Written and directed by Adura Onashile
Terrific.
This is a play about living your dream and dealing with life when the dream doesn’t work out. The play takes place in two places and time periods. First in Glasgow in the present and then another time before that in Nigeria in a club run by the noted Nigerian musician, human rights activist and political maverick, Fela Kuti.
From the program blurb: “Fela Kuti….opened up his home, called Kalakuta as a sanctuary for the dispossessed, and declared it as a state independent from the Nigerian government….Amongst the residents of Kalakuta were Fela’s wives and other women who had run away from their homes for a better life. These women would work in the commune and at Fela’s club, The Shrine—a lucky few making it as dancers and singers within his band. For these women often the opportunity to dance and sing as part of the band was a way of fulfilling dreams it would be impossible to achieve outside of Fela’s commune and club. The toilets of The Shrine nightclub then became a place to dream, aspire and fight for a better life.”
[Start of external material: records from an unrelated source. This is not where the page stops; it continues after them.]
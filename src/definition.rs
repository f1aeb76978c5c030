//! Named predicate and filter definitions.
//!
//! # Responsibilities
//! - Model `{ name, args }` definitions shared by predicates and filters
//! - Parse the `Name=arg1,arg2` shortcut form
//! - Bind arguments against a factory's declared fields
//! - Look factories up by name in an explicit registry
//!
//! # Design Decisions
//! - A registry maps a name to a constructor plus its field schema; nothing is
//!   discovered at runtime
//! - Definitions are bound and validated when routes are built, never per request
//! - Shortcut values bind to fields positionally, or all into the first field
//!   for list-valued factories

use std::collections::{BTreeMap, HashMap};
use std::fmt;
use std::str::FromStr;

use serde::{Deserialize, Serialize};

use crate::error::ConfigurationError;

/// Argument value in the table form: a single string or a list.
#[derive(Debug, Clone, PartialEq, Eq, Serialize, Deserialize)]
#[serde(untagged)]
pub enum ArgValue {
    One(String),
    Many(Vec<String>),
}

impl ArgValue {
    /// Values as a list; a single string is split on commas.
    pub fn to_list(&self) -> Vec<String> {
        match self {
            ArgValue::One(value) => split_values(value),
            ArgValue::Many(values) => values.iter().map(|v| v.trim().to_string()).collect(),
        }
    }
}

impl From<&str> for ArgValue {
    fn from(value: &str) -> Self {
        ArgValue::One(value.to_string())
    }
}

/// Arguments of a definition before they are bound to a factory.
#[derive(Debug, Clone, PartialEq, Eq)]
pub enum Args {
    Positional(Vec<String>),
    Named(BTreeMap<String, ArgValue>),
}

/// A named predicate or filter definition.
#[derive(Debug, Clone, PartialEq, Eq, Serialize, Deserialize)]
#[serde(try_from = "DefinitionRepr", into = "DefinitionRepr")]
pub struct Definition {
    pub name: String,
    pub args: Args,
}

impl Definition {
    /// Definition with named arguments.
    pub fn named<I, K, V>(name: impl Into<String>, args: I) -> Self
    where
        I: IntoIterator<Item = (K, V)>,
        K: Into<String>,
        V: Into<ArgValue>,
    {
        Self {
            name: name.into(),
            args: Args::Named(args.into_iter().map(|(k, v)| (k.into(), v.into())).collect()),
        }
    }
}

impl FromStr for Definition {
    type Err = ConfigurationError;

    /// Parses `Name=value1,value2`. A bare `Name` has no arguments.
    fn from_str(text: &str) -> Result<Self, Self::Err> {
        let (name, rest) = match text.split_once('=') {
            Some((name, rest)) => (name.trim(), Some(rest)),
            None => (text.trim(), None),
        };
        if name.is_empty() {
            return Err(ConfigurationError::InvalidShortcut(text.to_string()));
        }
        let values = rest.map(split_values).unwrap_or_default();
        Ok(Self {
            name: name.to_string(),
            args: Args::Positional(values),
        })
    }
}

impl fmt::Display for Definition {
    fn fmt(&self, f: &mut fmt::Formatter<'_>) -> fmt::Result {
        match &self.args {
            Args::Positional(values) if values.is_empty() => write!(f, "{}", self.name),
            Args::Positional(values) => write!(f, "{}={}", self.name, values.join(",")),
            Args::Named(args) => write!(f, "{} {:?}", self.name, args),
        }
    }
}

#[derive(Debug, Clone, Serialize, Deserialize)]
#[serde(untagged)]
enum DefinitionRepr {
    Shortcut(String),
    Table {
        name: String,
        #[serde(default)]
        args: BTreeMap<String, ArgValue>,
    },
}

impl TryFrom<DefinitionRepr> for Definition {
    type Error = ConfigurationError;

    fn try_from(repr: DefinitionRepr) -> Result<Self, Self::Error> {
        match repr {
            DefinitionRepr::Shortcut(text) => text.parse(),
            DefinitionRepr::Table { name, args } => Ok(Definition {
                name,
                args: Args::Named(args),
            }),
        }
    }
}

impl From<Definition> for DefinitionRepr {
    fn from(definition: Definition) -> Self {
        match definition.args {
            Args::Positional(values) if values.is_empty() => DefinitionRepr::Shortcut(definition.name),
            Args::Positional(values) => {
                DefinitionRepr::Shortcut(format!("{}={}", definition.name, values.join(",")))
            }
            Args::Named(args) => DefinitionRepr::Table {
                name: definition.name,
                args,
            },
        }
    }
}

fn split_values(text: &str) -> Vec<String> {
    text.split(',')
        .map(str::trim)
        .filter(|v| !v.is_empty())
        .map(str::to_string)
        .collect()
}

/// How positional shortcut values bind to fields.
#[derive(Debug, Clone, Copy, PartialEq, Eq)]
pub enum ShortcutType {
    /// One value per declared field, in order.
    Default,
    /// Every value goes into the first field as a list.
    GatherList,
}

/// A field a factory accepts.
#[derive(Debug, Clone, Copy)]
pub struct Field {
    pub name: &'static str,
    pub required: bool,
}

impl Field {
    pub const fn required(name: &'static str) -> Self {
        Self { name, required: true }
    }

    pub const fn optional(name: &'static str) -> Self {
        Self { name, required: false }
    }
}

/// Schema of a factory: its name, fields, and shortcut binding.
#[derive(Debug, Clone, Copy)]
pub struct FactorySpec {
    pub name: &'static str,
    pub fields: &'static [Field],
    pub shortcut: ShortcutType,
}

/// Arguments bound to a factory's fields.
#[derive(Debug, Clone)]
pub struct BoundArgs {
    factory: &'static str,
    values: BTreeMap<String, ArgValue>,
}

impl BoundArgs {
    /// Binds a definition's arguments against `spec`.
    pub fn bind(spec: &FactorySpec, args: &Args) -> Result<Self, ConfigurationError> {
        let mut values = BTreeMap::new();
        match args {
            Args::Positional(positional) => match spec.shortcut {
                ShortcutType::GatherList => {
                    if let Some(field) = spec.fields.first() {
                        if !positional.is_empty() {
                            values.insert(field.name.to_string(), ArgValue::Many(positional.clone()));
                        }
                    } else if !positional.is_empty() {
                        return Err(too_many_values(spec, positional));
                    }
                }
                ShortcutType::Default => {
                    if positional.len() > spec.fields.len() {
                        return Err(too_many_values(spec, positional));
                    }
                    for (field, value) in spec.fields.iter().zip(positional) {
                        values.insert(field.name.to_string(), ArgValue::One(value.clone()));
                    }
                }
            },
            Args::Named(named) => {
                for (key, value) in named {
                    if !spec.fields.iter().any(|f| f.name == key) {
                        return Err(ConfigurationError::InvalidArgument {
                            factory: spec.name.to_string(),
                            argument: key.clone(),
                            reason: "unknown argument".to_string(),
                        });
                    }
                    values.insert(key.clone(), value.clone());
                }
            }
        }

        for field in spec.fields.iter().filter(|f| f.required) {
            if !values.contains_key(field.name) {
                return Err(ConfigurationError::MissingArgument {
                    factory: spec.name.to_string(),
                    argument: field.name.to_string(),
                });
            }
        }

        Ok(Self {
            factory: spec.name,
            values,
        })
    }

    pub fn factory(&self) -> &'static str {
        self.factory
    }

    /// Single string value of a field, if present.
    pub fn optional_str(&self, name: &str) -> Option<String> {
        self.values.get(name).map(|value| match value {
            ArgValue::One(v) => v.trim().to_string(),
            ArgValue::Many(vs) => vs.join(","),
        })
    }

    pub fn required_str(&self, name: &str) -> Result<String, ConfigurationError> {
        self.optional_str(name)
            .ok_or_else(|| ConfigurationError::MissingArgument {
                factory: self.factory.to_string(),
                argument: name.to_string(),
            })
    }

    /// List value of a field; must contain at least one entry.
    pub fn required_list(&self, name: &str) -> Result<Vec<String>, ConfigurationError> {
        let list = self.values.get(name).map(ArgValue::to_list).unwrap_or_default();
        if list.is_empty() {
            return Err(ConfigurationError::MissingArgument {
                factory: self.factory.to_string(),
                argument: name.to_string(),
            });
        }
        Ok(list)
    }

    /// Parses an optional field, falling back to `default` when absent.
    pub fn parse_or<T>(&self, name: &str, default: T) -> Result<T, ConfigurationError>
    where
        T: FromStr,
        T::Err: fmt::Display,
    {
        match self.optional_str(name) {
            Some(raw) => raw.parse().map_err(|e: T::Err| self.invalid(name, e.to_string())),
            None => Ok(default),
        }
    }

    /// Parses a required field.
    pub fn parse<T>(&self, name: &str) -> Result<T, ConfigurationError>
    where
        T: FromStr,
        T::Err: fmt::Display,
    {
        let raw = self.required_str(name)?;
        raw.parse().map_err(|e: T::Err| self.invalid(name, e.to_string()))
    }

    /// Error for a field whose value cannot be used.
    pub fn invalid(&self, name: &str, reason: impl Into<String>) -> ConfigurationError {
        ConfigurationError::InvalidArgument {
            factory: self.factory.to_string(),
            argument: name.to_string(),
            reason: reason.into(),
        }
    }
}

fn too_many_values(spec: &FactorySpec, values: &[String]) -> ConfigurationError {
    ConfigurationError::InvalidShortcut(format!(
        "{} accepts {} value(s), got {}",
        spec.name,
        spec.fields.len(),
        values.len()
    ))
}

/// Which kind of factory a registry builds; selects the unknown-name error.
#[derive(Debug, Clone, Copy, PartialEq, Eq)]
pub enum FactoryKind {
    Predicate,
    Filter,
}

/// Constructor registered for a factory name.
pub type Builder<T> = fn(&BoundArgs) -> Result<T, ConfigurationError>;

/// Name → (schema, constructor) registry. Names match case-insensitively.
pub struct Registry<T> {
    kind: FactoryKind,
    factories: HashMap<String, (FactorySpec, Builder<T>)>,
}

impl<T> Registry<T> {
    pub fn new(kind: FactoryKind) -> Self {
        Self {
            kind,
            factories: HashMap::new(),
        }
    }

    /// Registers a factory, replacing any previous one with the same name.
    pub fn register(&mut self, spec: FactorySpec, build: Builder<T>) -> &mut Self {
        self.factories
            .insert(spec.name.to_ascii_lowercase(), (spec, build));
        self
    }

    pub fn contains(&self, name: &str) -> bool {
        self.factories.contains_key(&name.to_ascii_lowercase())
    }

    pub fn spec(&self, name: &str) -> Option<&FactorySpec> {
        self.factories.get(&name.to_ascii_lowercase()).map(|(spec, _)| spec)
    }

    /// Validates a definition against its factory and constructs it.
    pub fn build(&self, definition: &Definition) -> Result<T, ConfigurationError> {
        let (spec, build) = self
            .factories
            .get(&definition.name.to_ascii_lowercase())
            .ok_or_else(|| match self.kind {
                FactoryKind::Predicate => ConfigurationError::UnknownPredicate(definition.name.clone()),
                FactoryKind::Filter => ConfigurationError::UnknownFilter(definition.name.clone()),
            })?;
        let args = BoundArgs::bind(spec, &definition.args)?;
        build(&args)
    }
}

impl<T> fmt::Debug for Registry<T> {
    fn fmt(&self, f: &mut fmt::Formatter<'_>) -> fmt::Result {
        let mut names: Vec<_> = self.factories.values().map(|(spec, _)| spec.name).collect();
        names.sort_unstable();
        f.debug_struct("Registry")
            .field("kind", &self.kind)
            .field("factories", &names)
            .finish()
    }
}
The play takes place in a woman’s toilet that is at once the toilet for The Shrine as well as the toilet for a club in Glasgow. Tolu is a woman working in the women’s toilet in Glasgow. She cleans the toilets; sprays them when the smell gets to be too much; gives the women Kleenex after they do their business in the toilet. I was surprised that there are no sinks. She greets the women coming into the toilet, chatting them up, giving them advice etc.
At another time, in Nigeria, Tolu and three of her friends are also women living at Kalakuta, Fela Kuti’s compound. They practice their dances in the toilet in hopes of being noticed by him to join the band. It becomes obvious he notices them for other reasons.
One assumes that because Tolu is now in Glasgow and cleans toilets she did not realize her dream. We slowly realize she has been compromised on her job and her friendliness to the women coming into the toilet is not just her being pleasant.
I loved this piece. I loved how it upset and moved me. Adura Onashile’s writing is strong and vibrant. It captures the patois of the language the women on the compound spoke. In the scenes in Glasgow there is the lilt and music of the Scottish turn of phrase in her dialogue. Her direction is quick, breathless and moves like the wind. Whether in Nigeria or Glasgow the women who come through the door have their own stories, problems, hopes and dreams.
The cast is terrific with Sabrina Cameron as Tolu giving a graceful, heartbreaking, emotional performance. And the dancing is wonderful too with the hint of desperation that the women just had to make it into that band.